EXAONE 4.0 also extends agentic tool use, allowing the model to conduct external API calls and iteratively refine its reasoning within dialogues, thus combining EXAONE Deep’s reasoning tradition with practical agentic workflows.

6. Multilingual Reasoning and Tokenization

The EXAONE Deep series inherits from previous EXAONE models a carefully engineered tokenization pipeline for Korean and English, using a MeCab pre-processing stage prior to Byte-BPE (BBPE) training. This reduces token count per Korean word and improves fluency, compression ratio, and performance on agglutinative language tasks. Later versions (EXAONE 4.0) expand this support to Spanish, using the same vocabulary, and fine-tune with language-specific reasoning data. The chain-of-thought methodology, being format-agnostic, is consistently applied across all three languages, ensuring that mathematical and coding reasoning transfers robustly to multilingual scenarios (Research et al., 7 Aug 2024, Research et al., 6 Dec 2024, Research et al., 15 Jul 2025).

7. Significance, Limitations, and Future Research

The introduction of EXAONE Deep marked a significant inflection in reasoning-centric LLM research, establishing that a combination of explicit chain-of-thought templating, structured reasoning data, and multi-stage preference and reinforcement training can yield measurable improvements in complex domains without major scale increases.
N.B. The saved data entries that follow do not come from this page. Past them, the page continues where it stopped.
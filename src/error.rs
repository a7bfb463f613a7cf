use thiserror::Error;

/// Main error type for the integrity monitor
#[derive(Error, Debug)]
pub enum MonitorError {
    // Configuration errors
    #[error("Configuration error: {0}")]
    Config(#[from] config::ConfigError),

    #[error("Authentication setup error: {0}")]
    Auth(String),

    // Network errors
    #[error("HTTP request error: {0}")]
    Http(#[from] reqwest::Error),

    #[error("API error from {endpoint}: HTTP {status}")]
    Api { endpoint: String, status: u16 },

    // Serialization errors
    #[error("JSON decode error: {0}")]
    Json(#[from] serde_json::Error),

    // Response shape errors
    #[error("Unexpected response: {0}")]
    UnexpectedResponse(String),

    // Poller deadline
    #[error("Integrity checks still running after {attempts} poll attempts")]
    ChecksStillRunning { attempts: u32 },
}

/// Result type alias using MonitorError
pub type Result<T> = std::result::Result<T, MonitorError>;

#[cfg(test)]
mod tests {
    use super::*;

    #[test]
    fn test_api_error_display() {
        let err = MonitorError::Api {
            endpoint: "/api/dataIntegrity".to_string(),
            status: 502,
        };
        assert_eq!(
            err.to_string(),
            "API error from /api/dataIntegrity: HTTP 502"
        );
    }

    #[test]
    fn test_deadline_error_display() {
        let err = MonitorError::ChecksStillRunning { attempts: 120 };
        assert!(err.to_string().contains("120 poll attempts"));
    }
}
//! HTTP client for the claims-data API.
//!
//! Implements the two read-only collaborators the aggregation engine needs:
//! the paged validation-message query and the single-claim lookup.

mod config;

use claim_messages_core::{
    ClaimDetail, ClaimDetailSource, ClaimRef, MessageQuery, UpstreamError, ValidationMessageQuery,
    ValidationMessagesPage,
};
use reqwest::header::AUTHORIZATION;
use reqwest::{Client, Response, StatusCode};
use serde::de::DeserializeOwned;
use tracing::debug;

pub use config::{
    ClaimsApiConfig, CLAIMS_API_ACCESS_TOKEN_ENV, CLAIMS_API_TIMEOUT_MS_ENV, CLAIMS_API_URL_ENV,
    DEFAULT_BASE_URL, DEFAULT_TIMEOUT_MS,
};

const API_PREFIX: &str = "/api/v1";

#[derive(Debug, thiserror::Error)]
pub enum ClientError {
    #[error("configuration error: {0}")]
    Config(String),
    #[error("failed to build HTTP client: {0}")]
    Build(#[from] reqwest::Error),
}

/// Claims-data API client. Cheap to clone; clones share one connection pool.
#[derive(Debug, Clone)]
pub struct ClaimsDataClient {
    client: Client,
    base_url: String,
    access_token: String,
}

impl ClaimsDataClient {
    /// Create a client with the configured timeout.
    ///
    /// # Errors
    /// Returns [`ClientError::Build`] when the underlying HTTP client cannot be built.
    pub fn new(config: &ClaimsApiConfig) -> Result<Self, ClientError> {
        let client = Client::builder().timeout(config.timeout()).build()?;
        Ok(Self {
            client,
            base_url: config.base_url.trim_end_matches('/').to_string(),
            access_token: config.access_token.clone(),
        })
    }

    #[must_use]
    pub fn base_url(&self) -> &str {
        &self.base_url
    }

    fn url(&self, path: &str) -> String {
        format!("{}{API_PREFIX}{path}", self.base_url)
    }
}

impl ValidationMessageQuery for ClaimsDataClient {
    async fn fetch_messages(
        &self,
        query: &MessageQuery,
    ) -> Result<Option<ValidationMessagesPage>, UpstreamError> {
        let params = message_query_params(query);
        debug!(submission_id = %query.submission_id, ?params, "requesting validation messages");

        let response = self
            .client
            .get(self.url("/validation-messages"))
            .header(AUTHORIZATION, &self.access_token)
            .query(&params)
            .send()
            .await
            .map_err(transport_error)?;

        read_optional_json(response, false).await
    }
}

impl ClaimDetailSource for ClaimsDataClient {
    async fn fetch_claim(&self, claim: ClaimRef) -> Result<Option<ClaimDetail>, UpstreamError> {
        let path = format!("/submissions/{}/claims/{}", claim.submission_id, claim.claim_id);
        let response = self
            .client
            .get(self.url(&path))
            .header(AUTHORIZATION, &self.access_token)
            .send()
            .await
            .map_err(transport_error)?;

        read_optional_json(response, true).await
    }
}

/// Query-string pairs for the validation-message endpoint; absent filters are omitted.
#[must_use]
pub fn message_query_params(query: &MessageQuery) -> Vec<(&'static str, String)> {
    let mut params = vec![("submission-id", query.submission_id.to_string())];
    if let Some(claim_id) = query.claim_id {
        params.push(("claim-id", claim_id.to_string()));
    }
    if let Some(message_type) = query.message_type {
        params.push(("type", message_type.as_str().to_string()));
    }
    if let Some(source) = &query.source {
        params.push(("source", source.clone()));
    }
    if let Some(page) = query.page {
        params.push(("page", page.to_string()));
    }
    if let Some(size) = query.size {
        params.push(("size", size.to_string()));
    }
    params
}

async fn read_optional_json<T>(
    response: Response,
    not_found_is_empty: bool,
) -> Result<Option<T>, UpstreamError>
where
    T: DeserializeOwned,
{
    let status = response.status();
    if status == StatusCode::NO_CONTENT || (not_found_is_empty && status == StatusCode::NOT_FOUND) {
        return Ok(None);
    }
    if !status.is_success() {
        let body = response.text().await.unwrap_or_default();
        return Err(UpstreamError::Status { status: status.as_u16(), body });
    }

    let body = response.text().await.map_err(transport_error)?;
    if body.trim().is_empty() {
        return Ok(None);
    }
    serde_json::from_str(&body).map(Some).map_err(|err| UpstreamError::Decode(err.to_string()))
}

fn transport_error(err: reqwest::Error) -> UpstreamError {
    UpstreamError::Transport(err.to_string())
}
Open availability, comprehensive licensing, and detailed evaluation protocols have encouraged rapid adoption and benchmarking by the research community.

Despite these advances, limitations persist:

Models exhibit performance degradation on highly compositional or nested logical tasks not explicitly encountered during fine-tuning.
Contextual robustness across extended document lengths and reasoning budgets (token-limited CoT generations) remains an area of experimentation, especially in smaller parameter configurations (Research et al., 15 Jul 2025).
As highlighted in related EXAONE studies, fact-consistency and semantic accuracy issues appear in tasks such as text-to-SQL and business intelligence, suggesting that reasoning specialization alone does not resolve limitations in symbolic logic or data grounding (Choi, 30 Apr 2025).
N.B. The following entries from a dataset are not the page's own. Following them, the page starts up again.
//! Validation-message aggregation for bulk claim submissions.
//!
//! Given a submission (and optionally one claim) this crate fetches one page of
//! validation messages from the claims-data service, enriches every message
//! with the display fields of the claim it refers to, and reconciles the page
//! metadata the upstream service reports.

mod engine;
mod model;
mod pagination;
mod resolver;
mod rows;
#[cfg(test)]
mod testing;

pub use engine::{classify_source, EngineConfig, MessageAggregationEngine, ValidationMessageQuery};
pub use model::{
    AggregationResult, ClaimDetail, ClaimRef, MessageQuery, MessageRow, MessageType,
    MessagesSource, PageDescriptor, PartialPageDescriptor, ValidationMessage,
    ValidationMessagesPage,
};
pub use pagination::{PaginationConfig, PaginationReconciler, DEFAULT_PAGE_SIZE};
pub use resolver::{recover_claim, ClaimDetailSource, ClaimResolver, ResolverConfig};
pub use rows::{client_display_name, to_row};

/// Failure reported by one of the claims-data collaborators.
#[derive(Debug, Clone, thiserror::Error, Eq, PartialEq)]
pub enum UpstreamError {
    #[error("transport error: {0}")]
    Transport(String),
    #[error("upstream returned HTTP {status}: {body}")]
    Status { status: u16, body: String },
    #[error("malformed upstream payload: {0}")]
    Decode(String),
}

impl UpstreamError {
    /// HTTP status reported by the upstream service, when there was one.
    #[must_use]
    pub fn status(&self) -> Option<u16> {
        match self {
            Self::Status { status, .. } => Some(*status),
            Self::Transport(_) | Self::Decode(_) => None,
        }
    }
}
Ongoing research focuses on hybrid architectures, improved fact-consistency layers, and tighter integration with symbolic engines or verifiable external tools.
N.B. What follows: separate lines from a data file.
use std::collections::{BTreeSet, HashMap};
use std::future::Future;
use std::num::NonZeroUsize;

use futures::future::join_all;
use tokio::sync::Semaphore;
use tracing::{debug, warn};

use crate::model::{ClaimDetail, ClaimRef};
use crate::UpstreamError;

/// Claim-detail lookup against the claims-data service.
pub trait ClaimDetailSource: Send + Sync {
    /// Fetch one claim. `Ok(None)` means the service returned no claim.
    fn fetch_claim(
        &self,
        claim: ClaimRef,
    ) -> impl Future<Output = Result<Option<ClaimDetail>, UpstreamError>> + Send;
}

#[derive(Debug, Clone, Copy, Eq, PartialEq)]
pub struct ResolverConfig {
    /// Upper bound on claim lookups in flight at once.
    pub max_in_flight: NonZeroUsize,
}

impl Default for ResolverConfig {
    fn default() -> Self {
        Self { max_in_flight: NonZeroUsize::new(8).unwrap_or(NonZeroUsize::MIN) }
    }
}

/// Resolves claim references to claim details, one lookup per distinct reference.
#[derive(Debug, Clone)]
pub struct ClaimResolver<S> {
    source: S,
    config: ResolverConfig,
}

impl<S> ClaimResolver<S>
where
    S: ClaimDetailSource,
{
    #[must_use]
    pub fn new(source: S, config: ResolverConfig) -> Self {
        Self { source, config }
    }

    /// Resolve every distinct reference in `refs`.
    ///
    /// Duplicates are collapsed before any lookup is issued, and lookups run
    /// concurrently up to `max_in_flight`. A failed or empty lookup resolves
    /// to [`ClaimDetail::default`], so the returned map always holds an entry
    /// for every distinct reference.
    pub async fn resolve_many<I>(&self, refs: I) -> HashMap<ClaimRef, ClaimDetail>
    where
        I: IntoIterator<Item = ClaimRef>,
    {
        let distinct: BTreeSet<ClaimRef> = refs.into_iter().collect();
        if distinct.is_empty() {
            return HashMap::new();
        }

        debug!(
            distinct_claims = distinct.len(),
            max_in_flight = self.config.max_in_flight.get(),
            "resolving claim details"
        );
        let permits = Semaphore::new(self.config.max_in_flight.get());
        let lookups = distinct.into_iter().map(|claim| self.resolve_one(claim, &permits));
        join_all(lookups).await.into_iter().collect()
    }

    async fn resolve_one(&self, claim: ClaimRef, permits: &Semaphore) -> (ClaimRef, ClaimDetail) {
        let _permit = permits.acquire().await;
        let outcome = self.source.fetch_claim(claim).await;
        (claim, recover_claim(claim, outcome))
    }
}

/// Map one lookup outcome to the detail used for display.
///
/// This is the only place a claim-lookup failure is absorbed: errors and
/// empty results both become [`ClaimDetail::default`].
#[must_use]
pub fn recover_claim(
    claim: ClaimRef,
    outcome: Result<Option<ClaimDetail>, UpstreamError>,
) -> ClaimDetail {
    match outcome {
        Ok(Some(detail)) => detail,
        Ok(None) => {
            warn!(
                submission_id = %claim.submission_id,
                claim_id = %claim.claim_id,
                "claim not returned by claims-data service; using empty claim detail"
            );
            ClaimDetail::default()
        }
        Err(err) => {
            warn!(
                submission_id = %claim.submission_id,
                claim_id = %claim.claim_id,
                error = %err,
                "claim lookup failed; using empty claim detail"
            );
            ClaimDetail::default()
        }
    }
}

#[cfg(test)]
mod tests {
    use std::time::Duration;

    use uuid::Uuid;

    use super::*;
    use crate::testing::StubClaims;

    fn claim_ref(submission_id: Uuid) -> ClaimRef {
        ClaimRef { submission_id, claim_id: Uuid::new_v4() }
    }

    fn detail(ufn: &str) -> ClaimDetail {
        ClaimDetail { unique_file_number: Some(ufn.to_string()), ..ClaimDetail::default() }
    }

    #[test]
    fn recover_claim_keeps_successful_lookup() {
        let claim = claim_ref(Uuid::new_v4());
        assert_eq!(recover_claim(claim, Ok(Some(detail("ABC123")))), detail("ABC123"));
    }

    #[test]
    fn recover_claim_substitutes_default_for_failures() {
        let claim = claim_ref(Uuid::new_v4());
        assert!(recover_claim(claim, Ok(None)).is_empty());
        assert!(recover_claim(
            claim,
            Err(UpstreamError::Status { status: 404, body: "not found".to_string() })
        )
        .is_empty());
        let reset = UpstreamError::Transport("reset".to_string());
        assert!(recover_claim(claim, Err(reset)).is_empty());
    }

    #[tokio::test]
    async fn resolve_many_fetches_each_distinct_reference_once() {
        let submission_id = Uuid::new_v4();
        let first = claim_ref(submission_id);
        let second = claim_ref(submission_id);
        let claims = StubClaims::default()
            .with_claim(first, detail("UFN1"))
            .with_claim(second, detail("UFN2"));
        let resolver = ClaimResolver::new(claims.clone(), ResolverConfig::default());

        let resolved = resolver.resolve_many([first, second, first, first, second]).await;

        assert_eq!(resolved.len(), 2);
        assert_eq!(resolved.get(&first), Some(&detail("UFN1")));
        assert_eq!(resolved.get(&second), Some(&detail("UFN2")));
        assert_eq!(claims.calls_for(first), 1);
        assert_eq!(claims.calls_for(second), 1);
        assert_eq!(claims.total_calls(), 2);
    }

    #[tokio::test]
    async fn resolve_many_absorbs_individual_failures() {
        let submission_id = Uuid::new_v4();
        let good = claim_ref(submission_id);
        let failing = claim_ref(submission_id);
        let missing = claim_ref(submission_id);
        let claims = StubClaims::default().with_claim(good, detail("GOOD")).with_failure(failing);
        let resolver = ClaimResolver::new(claims.clone(), ResolverConfig::default());

        let resolved = resolver.resolve_many([good, failing, missing]).await;

        assert_eq!(resolved.len(), 3);
        assert_eq!(resolved.get(&good), Some(&detail("GOOD")));
        assert_eq!(resolved.get(&failing), Some(&ClaimDetail::default()));
        assert_eq!(resolved.get(&missing), Some(&ClaimDetail::default()));
        assert_eq!(claims.total_calls(), 3);
    }

    #[tokio::test]
    async fn resolve_many_with_no_references_issues_no_lookups() {
        let claims = StubClaims::default();
        let resolver = ClaimResolver::new(claims.clone(), ResolverConfig::default());

        let resolved = resolver.resolve_many(Vec::new()).await;

        assert!(resolved.is_empty());
        assert_eq!(claims.total_calls(), 0);
    }

    #[tokio::test]
    async fn resolve_many_runs_lookups_concurrently_within_bound() {
        let submission_id = Uuid::new_v4();
        let refs: Vec<ClaimRef> = (0..12).map(|_| claim_ref(submission_id)).collect();
        let claims = StubClaims::default().with_delay(Duration::from_millis(20));
        let config =
            ResolverConfig { max_in_flight: NonZeroUsize::new(3).unwrap_or(NonZeroUsize::MIN) };
        let resolver = ClaimResolver::new(claims.clone(), config);

        let resolved = resolver.resolve_many(refs.clone()).await;

        assert_eq!(resolved.len(), refs.len());
        assert_eq!(claims.total_calls(), refs.len());
        assert!(claims.peak_in_flight() > 1, "lookups should overlap");
        assert!(claims.peak_in_flight() <= 3, "peak {} exceeded bound", claims.peak_in_flight());
    }
}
Table: Summary of EXAONE Deep Series

Model Size	Training Specialization	Benchmark Highlights
2.4B	CoT Reasoning, Math/Coding	Outperforms DeepSeek-R1-1.5B
7.8B	Reasoning, STEM, Bilingual	Superior to Qwen-7B, o1-mini
32B	Advanced Reasoning, LongCtx	Competitive with QwQ-32B, DeepSeek-R1

EXAONE Deep represents a lineage of LLMs systematically optimized for reasoning. Its methodologies and empirical results have informed both the practical deployment of specialized reasoning models and the architectural evolution of generalist, agentic, and multilingual models within the broader EXAONE framework.